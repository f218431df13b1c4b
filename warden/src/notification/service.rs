//! Notifier and its dispatch worker.
//!
//! The [`Notifier`] is the only way alerts leave the supervisor:
//! - Per-component alerts go through the [`AlertRateLimiter`] first
//! - Digest and system messages bypass the limiter
//! - Accepted messages are queued on a bounded channel and delivered by the
//!   [`DispatchWorker`] so callers never wait on SMTP or HTTP
//!
//! Delivery failures are logged and counted, never retried. A message that
//! does not fit in the queue is dropped with a warning.

use std::sync::Arc;
use std::sync::atomic::{AtomicU64, Ordering};
use std::time::Duration;

use chrono::{DateTime, Utc};
use futures::future::join_all;
use serde::Serialize;
use tokio::sync::{mpsc, oneshot};
use tracing::{debug, info, warn};

use super::channels::NotificationChannel;
use super::events::{MessageKind, OutboundMessage, Severity};
use super::rate_limit::AlertRateLimiter;

/// Notifier configuration.
#[derive(Debug, Clone)]
pub struct NotifierConfig {
    /// Where every message is addressed.
    pub operator_address: String,
    /// Prepended to each subject, e.g. `[warden]`.
    pub subject_prefix: String,
    /// Minimum time between two alerts for the same component.
    pub rate_limit_window: chrono::Duration,
    /// Capacity of the dispatch queue.
    pub queue_capacity: usize,
    /// Upper bound on a single channel send.
    pub send_timeout: Duration,
}

impl Default for NotifierConfig {
    fn default() -> Self {
        Self {
            operator_address: String::new(),
            subject_prefix: "[warden]".to_string(),
            rate_limit_window: chrono::Duration::hours(1),
            queue_capacity: 256,
            send_timeout: Duration::from_secs(30),
        }
    }
}

/// Delivery counters.
#[derive(Debug, Clone, Default, PartialEq, Eq, Serialize)]
pub struct NotifierStats {
    /// Messages accepted onto the dispatch queue.
    pub accepted: u64,
    /// Alerts rejected by the rate limiter.
    pub suppressed: u64,
    /// Messages dropped because the queue was full or closed.
    pub dropped: u64,
    /// Successful channel deliveries.
    pub delivered: u64,
    /// Failed or timed out channel deliveries.
    pub failed: u64,
}

#[derive(Debug, Default)]
struct Counters {
    accepted: AtomicU64,
    suppressed: AtomicU64,
    dropped: AtomicU64,
    delivered: AtomicU64,
    failed: AtomicU64,
}

impl Counters {
    fn snapshot(&self) -> NotifierStats {
        NotifierStats {
            accepted: self.accepted.load(Ordering::Relaxed),
            suppressed: self.suppressed.load(Ordering::Relaxed),
            dropped: self.dropped.load(Ordering::Relaxed),
            delivered: self.delivered.load(Ordering::Relaxed),
            failed: self.failed.load(Ordering::Relaxed),
        }
    }
}

enum DispatchMessage {
    Deliver(OutboundMessage),
    Flush(oneshot::Sender<()>),
}

struct NotifierInner {
    config: NotifierConfig,
    limiter: AlertRateLimiter,
    tx: mpsc::Sender<DispatchMessage>,
    counters: Arc<Counters>,
}

/// Handle for sending operator notifications.
#[derive(Clone)]
pub struct Notifier {
    inner: Arc<NotifierInner>,
}

impl Notifier {
    /// Create a notifier and the worker that delivers its messages.
    ///
    /// The worker stops once every clone of the notifier has been dropped
    /// and the queue is drained.
    pub fn new(
        config: NotifierConfig,
        channels: Vec<Arc<dyn NotificationChannel>>,
    ) -> (Self, DispatchWorker) {
        let (tx, rx) = mpsc::channel(config.queue_capacity.max(1));
        let counters = Arc::new(Counters::default());
        let worker = DispatchWorker {
            rx,
            channels,
            send_timeout: config.send_timeout,
            counters: counters.clone(),
        };
        let inner = NotifierInner {
            limiter: AlertRateLimiter::new(config.rate_limit_window),
            config,
            tx,
            counters,
        };
        (
            Self {
                inner: Arc::new(inner),
            },
            worker,
        )
    }

    pub fn config(&self) -> &NotifierConfig {
        &self.inner.config
    }

    /// Send a per-component alert, subject to the rate limit.
    ///
    /// Returns true only if the alert was accepted for delivery. A suppressed
    /// or dropped alert leaves the component's window untouched.
    pub fn notify(
        &self,
        component: &str,
        severity: Severity,
        subject: &str,
        body: &str,
        now: DateTime<Utc>,
    ) -> bool {
        let mut message = self
            .message(MessageKind::Alert, severity, subject, body)
            .for_component(component);
        message.timestamp = now;

        let mut suppressed = true;
        let accepted = self.inner.limiter.try_acquire_with(component, now, || {
            suppressed = false;
            self.enqueue(message)
        });

        if suppressed {
            self.inner.counters.suppressed.fetch_add(1, Ordering::Relaxed);
        }
        accepted
    }

    /// Send a message that is not rate limited (digests, system notices).
    pub fn send_unthrottled(
        &self,
        kind: MessageKind,
        severity: Severity,
        subject: &str,
        body: &str,
    ) -> bool {
        let message = self.message(kind, severity, subject, body);
        self.enqueue(message)
    }

    /// Wait until every message queued before this call has been handled.
    pub async fn flush(&self) {
        let (tx, rx) = oneshot::channel();
        if self.inner.tx.send(DispatchMessage::Flush(tx)).await.is_ok() {
            let _ = rx.await;
        }
    }

    /// When the last alert for `component` was accepted.
    pub fn last_sent_at(&self, component: &str) -> Option<DateTime<Utc>> {
        self.inner.limiter.last_sent_at(component)
    }

    pub fn stats(&self) -> NotifierStats {
        self.inner.counters.snapshot()
    }

    fn message(
        &self,
        kind: MessageKind,
        severity: Severity,
        subject: &str,
        body: &str,
    ) -> OutboundMessage {
        let prefix = self.inner.config.subject_prefix.trim();
        let subject = if prefix.is_empty() {
            subject.to_string()
        } else {
            format!("{} {}", prefix, subject)
        };
        OutboundMessage::new(
            self.inner.config.operator_address.clone(),
            subject,
            body,
            severity,
            kind,
        )
    }

    fn enqueue(&self, message: OutboundMessage) -> bool {
        match self.inner.tx.try_send(DispatchMessage::Deliver(message)) {
            Ok(()) => {
                self.inner.counters.accepted.fetch_add(1, Ordering::Relaxed);
                true
            }
            Err(mpsc::error::TrySendError::Full(DispatchMessage::Deliver(message))) => {
                self.inner.counters.dropped.fetch_add(1, Ordering::Relaxed);
                warn!(subject = %message.subject, "Notification queue full, dropping message");
                false
            }
            Err(_) => {
                self.inner.counters.dropped.fetch_add(1, Ordering::Relaxed);
                warn!("Notification worker stopped, dropping message");
                false
            }
        }
    }
}

/// Delivers queued messages to every enabled channel.
pub struct DispatchWorker {
    rx: mpsc::Receiver<DispatchMessage>,
    channels: Vec<Arc<dyn NotificationChannel>>,
    send_timeout: Duration,
    counters: Arc<Counters>,
}

impl DispatchWorker {
    pub async fn run(mut self) {
        let enabled = self.channels.iter().filter(|c| c.is_enabled()).count();
        info!(channels = enabled, "Notification dispatch worker started");

        while let Some(message) = self.rx.recv().await {
            match message {
                DispatchMessage::Deliver(message) => self.deliver(&message).await,
                DispatchMessage::Flush(done) => {
                    let _ = done.send(());
                }
            }
        }

        info!("Notification dispatch worker stopped");
    }

    async fn deliver(&self, message: &OutboundMessage) {
        let sends = self
            .channels
            .iter()
            .filter(|channel| channel.is_enabled())
            .map(|channel| async move {
                let result = tokio::time::timeout(self.send_timeout, channel.send(message)).await;
                (channel.channel_type(), result)
            });

        for (channel, result) in join_all(sends).await {
            match result {
                Ok(Ok(())) => {
                    self.counters.delivered.fetch_add(1, Ordering::Relaxed);
                    debug!(channel, subject = %message.subject, "Notification delivered");
                }
                Ok(Err(e)) => {
                    self.counters.failed.fetch_add(1, Ordering::Relaxed);
                    warn!(channel, subject = %message.subject, error = %e, "Notification delivery failed");
                }
                Err(_) => {
                    self.counters.failed.fetch_add(1, Ordering::Relaxed);
                    warn!(
                        channel,
                        subject = %message.subject,
                        timeout_secs = self.send_timeout.as_secs(),
                        "Notification delivery timed out"
                    );
                }
            }
        }
    }
}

**Assigned task**
Which of the lines in the data contain the string "DispatchWorker"? Return each one.

**Task result**
//!   [`DispatchWorker`] so callers never wait on SMTP or HTTP
    ) -> (Self, DispatchWorker) {
        let worker = DispatchWorker {
pub struct DispatchWorker {
impl DispatchWorker {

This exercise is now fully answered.